DirectML is a high-performance, hardware-accelerated DirectX 12 library for machine learning. It enables AI workloads to run on a wide variety of DirectX 12-capable GPUs on Windows systems. Phynexus includes DirectML support to provide hardware acceleration on Windows devices, particularly those without dedicated CUDA or ROCm support.

DirectML leverages the DirectX 12 API to provide cross-vendor GPU acceleration, allowing models to run efficiently on GPUs from NVIDIA, AMD, and Intel on Windows platforms.

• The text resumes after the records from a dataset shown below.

use super::types::{
    CaptureSession, SessionPhase, SessionPolicy, SessionSnapshot, TimerHandle, TimerKind,
};
use crate::capture::{CaptureRunner, CaptureTrigger};
use crate::error::EventBusError;
use crate::events::{DoorEvent, EventBus, EventFilter};
use crate::sensor::SensorState;
use crate::transport::Recipient;
use parking_lot::Mutex;
use std::sync::Arc;
use std::time::Duration;
use tokio::task::JoinHandle;
use tokio::time::{interval_at, Instant, MissedTickBehavior};
use tokio_util::sync::CancellationToken;
use tracing::{debug, info, warn};

struct SessionState {
    phase: SessionPhase,
    session: Option<CaptureSession>,
    next_session_id: u64,
}

/// Drives capture sessions from door edges.
///
/// `Idle -> Open` on an open edge starts a session with a periodic timer;
/// `Open -> ClosingBurst` on a close edge swaps that timer for the post-close
/// burst; the burst running out returns to `Idle`. A session owns at most one
/// timer at a time and every transition cancels the old timer before creating
/// a new one. Cancelling a timer stops future ticks only: captures already
/// running are left to finish.
pub struct SessionManager {
    policy: SessionPolicy,
    recipient: Recipient,
    runner: Arc<dyn CaptureRunner>,
    event_bus: Arc<EventBus>,
    state: Mutex<SessionState>,
    cancellation_token: CancellationToken,
}

impl SessionManager {
    pub fn new(
        policy: SessionPolicy,
        recipient: Recipient,
        runner: Arc<dyn CaptureRunner>,
        event_bus: Arc<EventBus>,
    ) -> Self {
        Self {
            policy,
            recipient,
            runner,
            event_bus,
            state: Mutex::new(SessionState {
                phase: SessionPhase::Idle,
                session: None,
                next_session_id: 1,
            }),
            cancellation_token: CancellationToken::new(),
        }
    }

    pub fn phase(&self) -> SessionPhase {
        self.state.lock().phase
    }

    pub fn snapshot(&self) -> SessionSnapshot {
        let state = self.state.lock();
        SessionSnapshot {
            phase: state.phase,
            session_id: state.session.as_ref().map(|s| s.id),
            started_at: state.session.as_ref().map(|s| s.started_at),
            active_timer: state.session.as_ref().and_then(|s| s.timer_kind()),
            burst_remaining: state
                .session
                .as_ref()
                .map(|s| s.post_close_burst_remaining)
                .unwrap_or(0),
        }
    }

    /// Apply one sensor edge to the state machine
    pub fn handle_edge(self: &Arc<Self>, edge: SensorState) {
        if self.cancellation_token.is_cancelled() {
            debug!("Session manager stopped, ignoring door {}", edge);
            return;
        }

        let mut state = self.state.lock();
        match (state.phase, edge) {
            (SessionPhase::Idle, SensorState::Open) => self.open_session(&mut state),
            (SessionPhase::ClosingBurst, SensorState::Open) => {
                if let Some(mut session) = state.session.take() {
                    info!(
                        "Door re-opened during burst of session {}, dropping {} remaining photo(s)",
                        session.id, session.post_close_burst_remaining
                    );
                    session.clear_timer();
                    self.retire(session);
                }
                self.open_session(&mut state);
            }
            (SessionPhase::Open, SensorState::Closed) => self.close_session(&mut state),
            (phase, edge) => {
                debug!("Door {} while {}: no transition", edge, phase);
            }
        }
    }

    fn open_session(self: &Arc<Self>, state: &mut SessionState) {
        let id = state.next_session_id;
        state.next_session_id += 1;

        let mut session = CaptureSession::new(id);
        let token = self.cancellation_token.child_token();
        self.spawn_timer(id, TimerKind::Periodic, self.policy.periodic_interval, token.clone());
        session.timer = Some(TimerHandle {
            kind: TimerKind::Periodic,
            token,
        });

        info!(
            "Session {} started, capturing every {:?} while open",
            id, self.policy.periodic_interval
        );
        state.session = Some(session);
        state.phase = SessionPhase::Open;
        self.publish(DoorEvent::SessionStarted { session_id: id });

        if self.policy.capture_on_open {
            self.spawn_capture(CaptureTrigger::OnOpen { session_id: id });
        }
    }

    fn close_session(self: &Arc<Self>, state: &mut SessionState) {
        if self.policy.burst_count == 0 {
            if let Some(mut session) = state.session.take() {
                session.clear_timer();
                info!("Session {} closed, no post-close photos owed", session.id);
                self.retire(session);
            }
            state.phase = SessionPhase::Idle;
            return;
        }

        let Some(session) = state.session.as_mut() else {
            warn!("Close edge in open phase without a session");
            state.phase = SessionPhase::Idle;
            return;
        };
        session.clear_timer();

        let id = session.id;
        let token = self.cancellation_token.child_token();
        session.post_close_burst_remaining = self.policy.burst_count;
        self.spawn_timer(id, TimerKind::Burst, self.policy.burst_interval, token.clone());
        session.timer = Some(TimerHandle {
            kind: TimerKind::Burst,
            token,
        });

        info!(
            "Session {} closed, {} photo(s) owed every {:?}",
            id, self.policy.burst_count, self.policy.burst_interval
        );
        state.phase = SessionPhase::ClosingBurst;
    }

    fn retire(&self, session: CaptureSession) {
        debug!("Session {} retired", session.id);
        self.publish(DoorEvent::SessionRetired {
            session_id: session.id,
        });
    }

    fn spawn_timer(
        self: &Arc<Self>,
        session_id: u64,
        kind: TimerKind,
        period: Duration,
        token: CancellationToken,
    ) {
        let manager = Arc::clone(self);
        tokio::spawn(async move {
            let mut ticker = interval_at(Instant::now() + period, period);
            ticker.set_missed_tick_behavior(MissedTickBehavior::Delay);

            loop {
                tokio::select! {
                    biased;
                    _ = token.cancelled() => break,
                    _ = ticker.tick() => {
                        if !manager.on_tick(session_id, kind, &token) {
                            break;
                        }
                    }
                }
            }
            debug!("{:?} timer of session {} finished", kind, session_id);
        });
    }

    /// Handle one timer tick; returns false once the timer must stop.
    fn on_tick(&self, session_id: u64, kind: TimerKind, token: &CancellationToken) -> bool {
        let mut state = self.state.lock();

        // A transition may have cancelled this timer after the tick was queued
        if token.is_cancelled() {
            return false;
        }

        match kind {
            TimerKind::Periodic => {
                drop(state);
                self.spawn_capture(CaptureTrigger::Periodic { session_id });
                true
            }
            TimerKind::Burst => {
                let Some(session) = state.session.as_mut() else {
                    return false;
                };
                session.post_close_burst_remaining =
                    session.post_close_burst_remaining.saturating_sub(1);
                let remaining = session.post_close_burst_remaining;

                let keep_running = remaining > 0;
                if !keep_running {
                    if let Some(mut session) = state.session.take() {
                        session.clear_timer();
                        info!("Session {} burst complete", session.id);
                        self.retire(session);
                    }
                    state.phase = SessionPhase::Idle;
                }
                drop(state);

                self.spawn_capture(CaptureTrigger::Burst {
                    session_id,
                    remaining,
                });
                keep_running
            }
        }
    }

    /// Fire-and-forget pipeline run; outcomes never feed back into the timers
    fn spawn_capture(&self, trigger: CaptureTrigger) {
        let runner = Arc::clone(&self.runner);
        let recipient = self.recipient.clone();
        tokio::spawn(async move {
            let outcome = runner.run_once(&recipient, trigger).await;
            debug!("Capture {} finished: {:?}", trigger, outcome);
        });
    }

    fn publish(&self, event: DoorEvent) {
        if let Err(e) = self.event_bus.publish(event) {
            debug!("Session event not delivered: {}", e);
        }
    }

    /// Feed door edges from the event bus into [`SessionManager::handle_edge`]
    pub fn listen(self: Arc<Self>) -> JoinHandle<()> {
        let mut receiver = self
            .event_bus
            .subscribe_filtered(EventFilter::EventTypes(vec!["door_edge"]), "session_manager");

        tokio::spawn(async move {
            loop {
                tokio::select! {
                    biased;
                    _ = self.cancellation_token.cancelled() => break,
                    event = receiver.recv() => match event {
                        Ok(DoorEvent::DoorEdge { state, .. }) => self.handle_edge(state),
                        Ok(_) => {}
                        Err(EventBusError::Lagged { skipped }) => {
                            warn!("Session manager missed {} door events", skipped);
                        }
                        Err(e) => {
                            debug!("Session manager listener ending: {}", e);
                            break;
                        }
                    }
                }
            }
        })
    }

    /// Cancel every pending timer and stop accepting edges
    pub fn shutdown(&self) {
        self.cancellation_token.cancel();

        let mut state = self.state.lock();
        if let Some(mut session) = state.session.take() {
            session.clear_timer();
            info!("Session {} abandoned at shutdown", session.id);
            self.retire(session);
        }
        state.phase = SessionPhase::Idle;
    }
}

This makes it an excellent choice for deploying AI applications on Windows systems with diverse hardware configurations.

Features¶

The DirectML backend in Phynexus provides:

Hardware acceleration on Windows DirectX 12-compatible GPUs
Cross-vendor support (NVIDIA, AMD, Intel)
Integration with the Windows graphics stack
Automatic fallback to CPU when DirectML is unavailable
Support for common deep learning operations
Seamless integration with the rest of the framework

Hardware Requirements¶

DirectML support in Phynexus requires:

Windows 10 version 1903 (May 2019 Update) or newer
DirectX 12 compatible GPU with updated drivers
DirectML runtime (included in Windows or via the DirectML redistributable package)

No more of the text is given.